◆ Record excerpts ◆
☆ ☆ ☆ ☆ ☆
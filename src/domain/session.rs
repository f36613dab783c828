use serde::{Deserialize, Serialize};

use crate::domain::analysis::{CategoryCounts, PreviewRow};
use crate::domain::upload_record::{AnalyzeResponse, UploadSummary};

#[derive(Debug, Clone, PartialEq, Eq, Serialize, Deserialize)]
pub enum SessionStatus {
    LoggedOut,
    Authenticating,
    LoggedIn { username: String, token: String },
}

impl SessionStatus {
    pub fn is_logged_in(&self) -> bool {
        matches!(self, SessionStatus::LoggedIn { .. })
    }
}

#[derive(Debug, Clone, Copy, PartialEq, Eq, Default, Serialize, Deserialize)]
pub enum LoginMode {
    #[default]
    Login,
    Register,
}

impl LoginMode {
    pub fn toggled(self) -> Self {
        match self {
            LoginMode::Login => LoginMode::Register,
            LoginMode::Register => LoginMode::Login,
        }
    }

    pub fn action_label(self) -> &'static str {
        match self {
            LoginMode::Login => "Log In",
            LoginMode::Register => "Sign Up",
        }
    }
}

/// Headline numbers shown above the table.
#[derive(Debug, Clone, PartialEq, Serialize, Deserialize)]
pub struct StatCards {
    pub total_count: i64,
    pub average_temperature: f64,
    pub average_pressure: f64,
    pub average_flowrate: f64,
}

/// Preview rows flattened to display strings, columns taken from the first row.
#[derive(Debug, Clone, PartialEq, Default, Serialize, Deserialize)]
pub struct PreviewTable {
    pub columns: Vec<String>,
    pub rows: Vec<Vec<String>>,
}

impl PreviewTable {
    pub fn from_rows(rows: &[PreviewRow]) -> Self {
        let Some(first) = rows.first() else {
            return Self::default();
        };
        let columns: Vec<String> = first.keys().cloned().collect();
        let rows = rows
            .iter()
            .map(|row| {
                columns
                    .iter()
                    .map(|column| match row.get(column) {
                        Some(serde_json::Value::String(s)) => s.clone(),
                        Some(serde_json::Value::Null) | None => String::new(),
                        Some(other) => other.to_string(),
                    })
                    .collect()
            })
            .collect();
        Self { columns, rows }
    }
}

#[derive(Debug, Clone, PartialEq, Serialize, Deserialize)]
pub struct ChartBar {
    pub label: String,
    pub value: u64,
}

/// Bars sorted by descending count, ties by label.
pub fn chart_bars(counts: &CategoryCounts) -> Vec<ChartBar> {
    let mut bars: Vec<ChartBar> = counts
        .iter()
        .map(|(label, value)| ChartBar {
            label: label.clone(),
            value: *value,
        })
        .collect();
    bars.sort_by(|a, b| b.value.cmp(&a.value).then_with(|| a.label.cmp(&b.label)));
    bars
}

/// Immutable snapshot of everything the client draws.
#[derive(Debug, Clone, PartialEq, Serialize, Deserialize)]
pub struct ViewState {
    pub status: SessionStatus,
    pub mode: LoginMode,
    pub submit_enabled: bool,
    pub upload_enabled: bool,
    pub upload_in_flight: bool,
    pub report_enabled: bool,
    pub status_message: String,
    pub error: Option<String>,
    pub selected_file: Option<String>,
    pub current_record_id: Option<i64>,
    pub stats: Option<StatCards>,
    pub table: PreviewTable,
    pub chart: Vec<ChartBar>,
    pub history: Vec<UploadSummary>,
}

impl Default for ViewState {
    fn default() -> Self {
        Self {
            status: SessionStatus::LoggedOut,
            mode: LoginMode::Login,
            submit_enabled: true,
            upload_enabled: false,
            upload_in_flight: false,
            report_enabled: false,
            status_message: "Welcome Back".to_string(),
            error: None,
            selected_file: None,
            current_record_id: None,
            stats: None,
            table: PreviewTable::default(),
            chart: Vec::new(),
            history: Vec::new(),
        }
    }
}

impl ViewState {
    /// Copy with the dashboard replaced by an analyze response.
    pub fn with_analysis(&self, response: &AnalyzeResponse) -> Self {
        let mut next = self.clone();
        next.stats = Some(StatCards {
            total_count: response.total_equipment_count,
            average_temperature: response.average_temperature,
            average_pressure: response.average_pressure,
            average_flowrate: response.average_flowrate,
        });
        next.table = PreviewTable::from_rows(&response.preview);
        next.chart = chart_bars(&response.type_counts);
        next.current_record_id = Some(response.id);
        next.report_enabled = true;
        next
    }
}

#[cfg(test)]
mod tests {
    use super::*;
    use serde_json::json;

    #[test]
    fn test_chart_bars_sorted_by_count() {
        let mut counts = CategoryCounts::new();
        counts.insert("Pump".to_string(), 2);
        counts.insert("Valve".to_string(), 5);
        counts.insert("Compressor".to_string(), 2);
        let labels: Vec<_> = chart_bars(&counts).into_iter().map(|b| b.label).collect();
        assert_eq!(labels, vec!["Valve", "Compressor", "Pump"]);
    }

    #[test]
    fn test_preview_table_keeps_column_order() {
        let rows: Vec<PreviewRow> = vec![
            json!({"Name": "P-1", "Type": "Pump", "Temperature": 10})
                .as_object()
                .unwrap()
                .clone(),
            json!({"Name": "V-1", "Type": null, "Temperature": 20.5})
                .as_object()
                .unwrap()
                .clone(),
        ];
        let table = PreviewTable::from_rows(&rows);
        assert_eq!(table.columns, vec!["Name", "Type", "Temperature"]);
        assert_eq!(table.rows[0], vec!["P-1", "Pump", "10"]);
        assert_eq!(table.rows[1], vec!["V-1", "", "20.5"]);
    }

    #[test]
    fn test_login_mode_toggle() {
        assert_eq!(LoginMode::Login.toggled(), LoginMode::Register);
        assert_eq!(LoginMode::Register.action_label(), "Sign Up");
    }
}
☆ ☆ ☆ ☆ ☆
◆ Exercise instructions ◆
Copy every record above exactly as it appears.

◆ Finished task ◆
filename src/domain/session.rs
repository f36613dab783c828
use serde::{Deserialize, Serialize};

use crate::domain::analysis::{CategoryCounts, PreviewRow};
use crate::domain::upload_record::{AnalyzeResponse, UploadSummary};

#[derive(Debug, Clone, PartialEq, Eq, Serialize, Deserialize)]
pub enum SessionStatus {
    LoggedOut,
    Authenticating,
    LoggedIn { username: String, token: String },
}

impl SessionStatus {
    pub fn is_logged_in(&self) -> bool {
        matches!(self, SessionStatus::LoggedIn { .. })
    }
}

#[derive(Debug, Clone, Copy, PartialEq, Eq, Default, Serialize, Deserialize)]
pub enum LoginMode {
    #[default]
    Login,
    Register,
}

impl LoginMode {
    pub fn toggled(self) -> Self {
        match self {
            LoginMode::Login => LoginMode::Register,
            LoginMode::Register => LoginMode::Login,
        }
    }

    pub fn action_label(self) -> &'static str {
        match self {
            LoginMode::Login => "Log In",
            LoginMode::Register => "Sign Up",
        }
    }
}

/// Headline numbers shown above the table.
#[derive(Debug, Clone, PartialEq, Serialize, Deserialize)]
pub struct StatCards {
    pub total_count: i64,
    pub average_temperature: f64,
    pub average_pressure: f64,
    pub average_flowrate: f64,
}

/// Preview rows flattened to display strings, columns taken from the first row.
#[derive(Debug, Clone, PartialEq, Default, Serialize, Deserialize)]
pub struct PreviewTable {
    pub columns: Vec<String>,
    pub rows: Vec<Vec<String>>,
}

impl PreviewTable {
    pub fn from_rows(rows: &[PreviewRow]) -> Self {
        let Some(first) = rows.first() else {
            return Self::default();
        };
        let columns: Vec<String> = first.keys().cloned().collect();
        let rows = rows
            .iter()
            .map(|row| {
                columns
                    .iter()
                    .map(|column| match row.get(column) {
                        Some(serde_json::Value::String(s)) => s.clone(),
                        Some(serde_json::Value::Null) | None => String::new(),
                        Some(other) => other.to_string(),
                    })
                    .collect()
            })
            .collect();
        Self { columns, rows }
    }
}

#[derive(Debug, Clone, PartialEq, Serialize, Deserialize)]
pub struct ChartBar {
    pub label: String,
    pub value: u64,
}

/// Bars sorted by descending count, ties by label.
pub fn chart_bars(counts: &CategoryCounts) -> Vec<ChartBar> {
    let mut bars: Vec<ChartBar> = counts
        .iter()
        .map(|(label, value)| ChartBar {
            label: label.clone(),
            value: *value,
        })
        .collect();
    bars.sort_by(|a, b| b.value.cmp(&a.value).then_with(|| a.label.cmp(&b.label)));
    bars
}

/// Immutable snapshot of everything the client draws.
#[derive(Debug, Clone, PartialEq, Serialize, Deserialize)]
pub struct ViewState {
    pub status: SessionStatus,
    pub mode: LoginMode,
    pub submit_enabled: bool,
    pub upload_enabled: bool,
    pub upload_in_flight: bool,
    pub report_enabled: bool,
    pub status_message: String,
    pub error: Option<String>,
    pub selected_file: Option<String>,
    pub current_record_id: Option<i64>,
    pub stats: Option<StatCards>,
    pub table: PreviewTable,
    pub chart: Vec<ChartBar>,
    pub history: Vec<UploadSummary>,
}

impl Default for ViewState {
    fn default() -> Self {
        Self {
            status: SessionStatus::LoggedOut,
            mode: LoginMode::Login,
            submit_enabled: true,
            upload_enabled: false,
            upload_in_flight: false,
            report_enabled: false,
            status_message: "Welcome Back".to_string(),
            error: None,
            selected_file: None,
            current_record_id: None,
            stats: None,
            table: PreviewTable::default(),
            chart: Vec::new(),
            history: Vec::new(),
        }
    }
}

impl ViewState {
    /// Copy with the dashboard replaced by an analyze response.
    pub fn with_analysis(&self, response: &AnalyzeResponse) -> Self {
        let mut next = self.clone();
        next.stats = Some(StatCards {
            total_count: response.total_equipment_count,
            average_temperature: response.average_temperature,
            average_pressure: response.average_pressure,
            average_flowrate: response.average_flowrate,
        });
        next.table = PreviewTable::from_rows(&response.preview);
        next.chart = chart_bars(&response.type_counts);
        next.current_record_id = Some(response.id);
        next.report_enabled = true;
        next
    }
}

#[cfg(test)]
mod tests {
    use super::*;
    use serde_json::json;

    #[test]
    fn test_chart_bars_sorted_by_count() {
        let mut counts = CategoryCounts::new();
        counts.insert("Pump".to_string(), 2);
        counts.insert("Valve".to_string(), 5);
        counts.insert("Compressor".to_string(), 2);
        let labels: Vec<_> = chart_bars(&counts).into_iter().map(|b| b.label).collect();
        assert_eq!(labels, vec!["Valve", "Compressor", "Pump"]);
    }

    #[test]
    fn test_preview_table_keeps_column_order() {
        let rows: Vec<PreviewRow> = vec![
            json!({"Name": "P-1", "Type": "Pump", "Temperature": 10})
                .as_object()
                .unwrap()
                .clone(),
            json!({"Name": "V-1", "Type": null, "Temperature": 20.5})
                .as_object()
                .unwrap()
                .clone(),
        ];
        let table = PreviewTable::from_rows(&rows);
        assert_eq!(table.columns, vec!["Name", "Type", "Temperature"]);
        assert_eq!(table.rows[0], vec!["P-1", "Pump", "10"]);
        assert_eq!(table.rows[1], vec!["V-1", "", "20.5"]);
    }

    #[test]
    fn test_login_mode_toggle() {
        assert_eq!(LoginMode::Login.toggled(), LoginMode::Register);
        assert_eq!(LoginMode::Register.action_label(), "Sign Up");
    }
}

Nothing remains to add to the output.